*PROBLEM STATEMENT*. Please show all lines of the records that include "take".

[Dataset entries]
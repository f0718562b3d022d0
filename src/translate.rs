//! The operator-mapping translator.
//!
//! Turns [`QueryParams`] into a [`ResolvedQuery`]: reserved shaping keys are
//! pulled out, every other key is expanded through the modifier table, and the
//! base-filter object (`where`) is layered on top so it wins on conflicts.

use crate::config::TranslatorConfig;
use crate::exec::{FindQuery, FindTarget};
use crate::operators::{Expr, split_key};
use crate::params::QueryParams;
use crate::sort::{SortKey, parse_sort, sort_document};
use bson::{Bson, Document};

const TEXT_KEY: &str = "$text";

/// Filter, projection and cursor options ready for a find call.
#[derive(Debug, Clone, Default, PartialEq)]
pub struct ResolvedQuery {
    pub filter: Document,
    pub projection: Option<Document>,
    pub limit: Option<i64>,
    pub skip: Option<u64>,
    pub sort: Vec<SortKey>,
}

impl ResolvedQuery {
    /// Native sort document, or `None` when no sort was requested.
    pub fn sort_document(&self) -> Option<Document> {
        if self.sort.is_empty() { None } else { Some(sort_document(&self.sort)) }
    }

    /// Issue `find(filter, projection)` on `target` and chain the shaping calls
    /// that were requested. The builder is returned unexecuted.
    pub fn apply<T: FindTarget>(self, target: &T) -> T::Query {
        let sort = self.sort_document();
        let mut query = target.find(self.filter, self.projection);
        if let Some(limit) = self.limit {
            query = query.limit(limit);
        }
        if let Some(skip) = self.skip {
            query = query.skip(skip);
        }
        if let Some(sort) = sort {
            query = query.sort(sort);
        }
        query
    }

    /// Relaxed extended-JSON rendering, used by the CLI.
    pub fn to_json(&self) -> serde_json::Value {
        let mut out = serde_json::Map::new();
        out.insert("filter".into(), Bson::Document(self.filter.clone()).into_relaxed_extjson());
        out.insert(
            "projection".into(),
            self.projection
                .clone()
                .map_or(serde_json::Value::Null, |p| Bson::Document(p).into_relaxed_extjson()),
        );
        out.insert("limit".into(), self.limit.map_or(serde_json::Value::Null, Into::into));
        out.insert("skip".into(), self.skip.map_or(serde_json::Value::Null, Into::into));
        out.insert(
            "sort".into(),
            self.sort_document()
                .map_or(serde_json::Value::Null, |s| Bson::Document(s).into_relaxed_extjson()),
        );
        serde_json::Value::Object(out)
    }
}

#[derive(Debug, Clone, Default)]
pub struct Translator {
    config: TranslatorConfig,
}

impl Translator {
    pub fn new(config: TranslatorConfig) -> Self {
        Self { config }
    }

    pub fn config(&self) -> &TranslatorConfig {
        &self.config
    }

    pub fn translate(&self, params: &QueryParams, projection: Option<Document>) -> ResolvedQuery {
        let cfg = &self.config;
        let mut resolved = ResolvedQuery { projection, ..ResolvedQuery::default() };
        let mut base: Option<&Document> = None;
        let mut entries: Vec<(&String, &Bson)> = Vec::new();

        for (key, value) in params.iter() {
            if !cfg.is_reserved(key) {
                entries.push((key, value));
            } else if *key == cfg.limit_key {
                resolved.limit = self.read_limit(value);
            } else if *key == cfg.skip_key {
                resolved.skip = read_skip(value);
            } else if *key == cfg.sort_key {
                resolved.sort = parse_sort(value, &cfg.sort_separator);
            } else if let Bson::Document(d) = value {
                base = Some(d);
            } else {
                log::warn!("{key:?} is not an object; matching it as a field");
                entries.push((key, value));
            }
        }

        let mut filter = self.translate_layer(entries);
        if let Some(base) = base {
            for (field, expr) in self.translate_layer(base.iter()) {
                if filter.contains_key(&field) {
                    log::debug!("base filter overrides top-level entry for {field:?}");
                }
                filter.insert(field, expr);
            }
        }
        resolved.filter = filter;
        log::debug!(
            "resolved query: filter={} limit={:?} skip={:?} sort={:?}",
            resolved.filter,
            resolved.limit,
            resolved.skip,
            resolved.sort
        );
        resolved
    }

    /// Translate one layer of filter entries. Entries constraining the same
    /// field merge when both are operator documents; otherwise the later wins.
    pub fn translate_layer<'a, I>(&self, entries: I) -> Document
    where
        I: IntoIterator<Item = (&'a String, &'a Bson)>,
    {
        let mut out = Document::new();
        for (key, value) in entries {
            if key.starts_with('$') {
                let v = match key.as_str() {
                    "$and" | "$or" | "$nor" => self.translate_logical(value),
                    _ => value.clone(),
                };
                out.insert(key.clone(), v);
                continue;
            }
            let (field, modifier) = split_key(key, &self.config.delimiter);
            let Some(modifier) = modifier else {
                merge_field(&mut out, key, value.clone());
                continue;
            };
            match modifier.apply(value) {
                Some(Expr::Field(expr)) => merge_field(&mut out, field, expr),
                Some(Expr::Text(text)) => {
                    out.insert(TEXT_KEY, text);
                }
                None => {
                    log::warn!(
                        "modifier {:?} cannot take value {value}; matching {key:?} by equality",
                        modifier.suffix()
                    );
                    merge_field(&mut out, key, value.clone());
                }
            }
        }
        out
    }

    fn translate_logical(&self, value: &Bson) -> Bson {
        match value {
            Bson::Array(items) => Bson::Array(
                items
                    .iter()
                    .map(|item| match item {
                        Bson::Document(d) => Bson::Document(self.translate_layer(d.iter())),
                        other => other.clone(),
                    })
                    .collect(),
            ),
            other => other.clone(),
        }
    }

    fn read_limit(&self, value: &Bson) -> Option<i64> {
        let Some(limit) = as_integer(value) else {
            log::warn!("ignoring non-integer limit: {value}");
            return None;
        };
        match self.config.max_limit.map(i64::saturating_abs) {
            Some(max) if limit.unsigned_abs() > max.unsigned_abs() => {
                log::warn!("limit {limit} exceeds max_limit {max}; clamping");
                Some(if limit < 0 { -max } else { max })
            }
            _ => Some(limit),
        }
    }
}

fn read_skip(value: &Bson) -> Option<u64> {
    match as_integer(value).map(u64::try_from) {
        Some(Ok(skip)) => Some(skip),
        _ => {
            log::warn!("ignoring invalid skip: {value}");
            None
        }
    }
}

fn as_integer(value: &Bson) -> Option<i64> {
    match value {
        Bson::Int32(i) => Some(i64::from(*i)),
        Bson::Int64(i) => Some(*i),
        #[allow(clippy::cast_possible_truncation)]
        Bson::Double(d) if d.fract() == 0.0 && d.abs() < 9.0e15 => Some(*d as i64),
        Bson::String(s) => s.trim().parse::<i64>().ok(),
        _ => None,
    }
}

fn is_operator_doc(value: &Bson) -> bool {
    matches!(value, Bson::Document(d) if !d.is_empty() && d.keys().all(|k| k.starts_with('$')))
}

fn merge_field(out: &mut Document, field: &str, expr: Bson) {
    if let Some(existing) = out.get_mut(field)
        && is_operator_doc(existing)
        && is_operator_doc(&expr)
        && let (Bson::Document(current), Bson::Document(extra)) = (existing, expr.clone())
    {
        for (op, v) in extra {
            current.insert(op, v);
        }
        return;
    }
    out.insert(field, expr);
}

#[cfg(test)]
mod tests {
    use super::*;
    use crate::sort::Order;
    use bson::doc;

    fn translate(d: Document) -> ResolvedQuery {
        Translator::default().translate(&QueryParams::from(d), None)
    }

    #[test]
    fn shaping_keys_are_extracted() {
        let r = translate(doc! { "limit": 2, "skip": "1", "sort": ["field:asc", "age:desc"], "name": "lore" });
        assert_eq!(r.limit, Some(2));
        assert_eq!(r.skip, Some(1));
        assert_eq!(r.sort, vec![SortKey::new("field", Order::Asc), SortKey::new("age", Order::Desc)]);
        assert_eq!(r.filter, doc! { "name": "lore" });
    }

    #[test]
    fn modifiers_expand() {
        let r = translate(doc! { "name_contains": "lore", "age_gte": 4 });
        assert_eq!(
            r.filter,
            doc! { "name": { "$regex": "lore", "$options": "i" }, "age": { "$gte": 4 } }
        );
    }

    #[test]
    fn same_field_operators_merge() {
        let r = translate(doc! { "age_gte": 4, "age_lt": 6 });
        assert_eq!(r.filter, doc! { "age": { "$gte": 4, "$lt": 6 } });
    }

    #[test]
    fn equality_after_operator_replaces() {
        let r = translate(doc! { "age_gte": 4, "age": 5 });
        assert_eq!(r.filter, doc! { "age": 5 });
    }

    #[test]
    fn where_wins_over_top_level() {
        let r = translate(doc! { "field": 1, "where": { "field": 3 } });
        assert_eq!(r.filter, doc! { "field": 3 });
        let r = translate(doc! { "age_gte": 1, "where": { "age_lt": 6 } });
        assert_eq!(r.filter, doc! { "age": { "$lt": 6 } });
    }

    #[test]
    fn shaping_names_inside_where_are_fields() {
        let r = translate(doc! { "limit": 1, "where": { "limit": 7, "sort_in": ["a"] } });
        assert_eq!(r.limit, Some(1));
        assert!(r.sort.is_empty());
        assert_eq!(r.filter, doc! { "limit": 7, "sort": { "$in": ["a"] } });
    }

    #[test]
    fn non_document_where_is_a_field() {
        let r = translate(doc! { "where": "here" });
        assert_eq!(r.filter, doc! { "where": "here" });
    }

    #[test]
    fn native_logical_operators_translate_members() {
        let r = translate(doc! { "where": { "$or": [ { "field": 1 }, { "field_gte": 3 } ] } });
        assert_eq!(r.filter, doc! { "$or": [ { "field": 1 }, { "field": { "$gte": 3 } } ] });
    }

    #[test]
    fn native_operator_passes_through() {
        let r = translate(doc! { "$where": "this.a > 1", "age": { "$gt": 3 } });
        assert_eq!(r.filter, doc! { "$where": "this.a > 1", "age": { "$gt": 3 } });
    }

    #[test]
    fn text_modifier_is_collection_wide() {
        let r = translate(doc! { "description_matchesIndex": "lorem" });
        assert_eq!(r.filter, doc! { "$text": { "$search": "lorem" } });
    }

    #[test]
    fn degraded_modifier_keeps_full_key() {
        let r = translate(doc! { "name_contains": ["a", "b"] });
        assert_eq!(r.filter, doc! { "name_contains": ["a", "b"] });
    }

    #[test]
    fn invalid_shaping_values_are_dropped() {
        let r = translate(doc! { "limit": "many", "skip": -3, "sort": 5 });
        assert_eq!(r.limit, None);
        assert_eq!(r.skip, None);
        assert!(r.sort.is_empty());
        assert!(r.filter.is_empty());
    }

    #[test]
    fn max_limit_clamps() {
        let cfg = TranslatorConfig { max_limit: Some(10), ..TranslatorConfig::default() };
        let r = Translator::new(cfg).translate(&QueryParams::from(doc! { "limit": 500 }), None);
        assert_eq!(r.limit, Some(10));
    }

    #[test]
    fn max_limit_clamps_extreme_negative_limit() {
        let cfg = TranslatorConfig { max_limit: Some(10), ..TranslatorConfig::default() };
        let t = Translator::new(cfg);
        let r = t.translate(&QueryParams::from_query_string("limit=-9223372036854775808", true), None);
        assert_eq!(r.limit, Some(-10));
        let r = t.translate(&QueryParams::from(doc! { "limit": i64::MAX }), None);
        assert_eq!(r.limit, Some(10));
        let r = t.translate(&QueryParams::from(doc! { "limit": -3 }), None);
        assert_eq!(r.limit, Some(-3));
    }

    #[test]
    fn custom_keys_and_delimiter() {
        let cfg = TranslatorConfig {
            delimiter: "__".into(),
            where_key: "filter".into(),
            limit_key: "take".into(),
            ..TranslatorConfig::default()
        };
        let params = QueryParams::from(doc! { "take": 3, "first_name__ne": "x", "filter": { "age__lte": 9 } });
        let r = Translator::new(cfg).translate(&params, None);
        assert_eq!(r.limit, Some(3));
        assert_eq!(r.filter, doc! { "first_name": { "$ne": "x" }, "age": { "$lte": 9 } });
    }

    #[test]
    fn json_rendering() {
        let r = translate(doc! { "limit": 2, "sort": "field:desc", "age_gt": 5 });
        let v = r.to_json();
        assert_eq!(v["limit"], serde_json::json!(2));
        assert_eq!(v["skip"], serde_json::Value::Null);
        assert_eq!(v["sort"], serde_json::json!({ "field": -1 }));
        assert_eq!(v["filter"], serde_json::json!({ "age": { "$gt": 5 } }));
    }
}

*EXERCISE RESULT*.
                        "modifier {:?} cannot take value {value}; matching {key:?} by equality",
            limit_key: "take".into(),
        let params = QueryParams::from(doc! { "take": 3, "first_name__ne": "x", "filter": { "age__lte": 9 } });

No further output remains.